What you need to do: Examine each line of the data. Copy those that contain the string "InvalidRepositoryUrlError".

[Start of section]

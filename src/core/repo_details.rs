use crate::core::RepositoryDetailsSource;
use crate::domain::model::{RepositoryDetails, RepositoryPath};
use crate::utils::error::{AnalyzerError, Result};
use url::Url;

const GITHUB_PREFIX: &str = "https://github.com/";

/// 解析 `https://github.com/{owner}/{repo}` 形式的網址
pub fn parse_repository_url(raw: &str) -> Result<RepositoryPath> {
    let raw = raw.trim();
    let invalid = || AnalyzerError::InvalidRepositoryUrlError {
        url: raw.to_string(),
    };

    if !raw.starts_with(GITHUB_PREFIX) {
        return Err(invalid());
    }

    let url = Url::parse(raw).map_err(|_| invalid())?;
    let mut segments = url
        .path_segments()
        .ok_or_else(invalid)?
        .filter(|s| !s.is_empty());

    let owner = segments.next().ok_or_else(invalid)?;
    let name = segments.next().ok_or_else(invalid)?;
    let name = name.strip_suffix(".git").unwrap_or(name);
    if name.is_empty() {
        return Err(invalid());
    }

    Ok(RepositoryPath {
        owner: owner.to_string(),
        name: name.to_string(),
    })
}

/// Looks up repository metadata used to prefill a project record.
pub struct RepositoryDetailsFetcher<S: RepositoryDetailsSource> {
    source: S,
    token: Option<String>,
}

impl<S: RepositoryDetailsSource> RepositoryDetailsFetcher<S> {
    pub fn new(source: S) -> Self {
        Self {
            source,
            token: None,
        }
    }

    pub fn with_token(mut self, token: impl Into<String>) -> Self {
        self.token = Some(token.into());
        self
    }

    pub async fn fetch(&self, repo_url: &str) -> Result<RepositoryDetails> {
        let path = parse_repository_url(repo_url)?;
        self.source.fetch_details(&path, self.token.as_deref()).await
    }
}

#[cfg(test)]
mod tests {
    use super::*;
    use async_trait::async_trait;
    use std::sync::atomic::{AtomicUsize, Ordering};
    use std::sync::Arc;

    #[test]
    fn test_parse_repository_url() {
        let path = parse_repository_url("https://github.com/rust-lang/cargo").unwrap();
        assert_eq!(path.owner, "rust-lang");
        assert_eq!(path.name, "cargo");

        let path = parse_repository_url(" https://github.com/octocat/hello.git/ ").unwrap();
        assert_eq!(path.full_name(), "octocat/hello");

        let path = parse_repository_url("https://github.com/octocat/hello/tree/main").unwrap();
        assert_eq!(path.full_name(), "octocat/hello");
    }

    #[test]
    fn test_parse_repository_url_rejects_other_hosts() {
        for url in [
            "http://github.com/octocat/hello",
            "https://gitlab.com/octocat/hello",
            "github.com/octocat/hello",
            "https://github.com/octocat",
            "https://github.com/",
            "",
        ] {
            assert!(
                matches!(
                    parse_repository_url(url),
                    Err(AnalyzerError::InvalidRepositoryUrlError { .. })
                ),
                "expected {} to be rejected",
                url
            );
        }
    }

    #[derive(Clone, Default)]
    struct CountingSource {
        calls: Arc<AtomicUsize>,
    }

    #[async_trait]
    impl RepositoryDetailsSource for CountingSource {
        async fn fetch_details(
            &self,
            path: &RepositoryPath,
            token: Option<&str>,
        ) -> Result<RepositoryDetails> {
            self.calls.fetch_add(1, Ordering::SeqCst);
            Ok(RepositoryDetails {
                full_name: path.full_name(),
                description: token.map(str::to_string),
                html_url: format!("{}{}", GITHUB_PREFIX, path.full_name()),
                language: None,
                created_at: None,
                last_commit_at: None,
            })
        }
    }

    #[tokio::test]
    async fn test_invalid_url_makes_no_request() {
        let source = CountingSource::default();
        let fetcher = RepositoryDetailsFetcher::new(source.clone());

        assert!(fetcher.fetch("https://example.com/a/b").await.is_err());
        assert_eq!(source.calls.load(Ordering::SeqCst), 0);
    }

    #[tokio::test]
    async fn test_token_is_forwarded() {
        let source = CountingSource::default();
        let fetcher = RepositoryDetailsFetcher::new(source.clone()).with_token("tok");

        let details = fetcher.fetch("https://github.com/octocat/hello").await.unwrap();
        assert_eq!(details.full_name, "octocat/hello");
        assert_eq!(details.description.as_deref(), Some("tok"));
        assert_eq!(source.calls.load(Ordering::SeqCst), 1);
    }
}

[End of section]

Solution for this problem:
    let invalid = || AnalyzerError::InvalidRepositoryUrlError {
                    Err(AnalyzerError::InvalidRepositoryUrlError { .. })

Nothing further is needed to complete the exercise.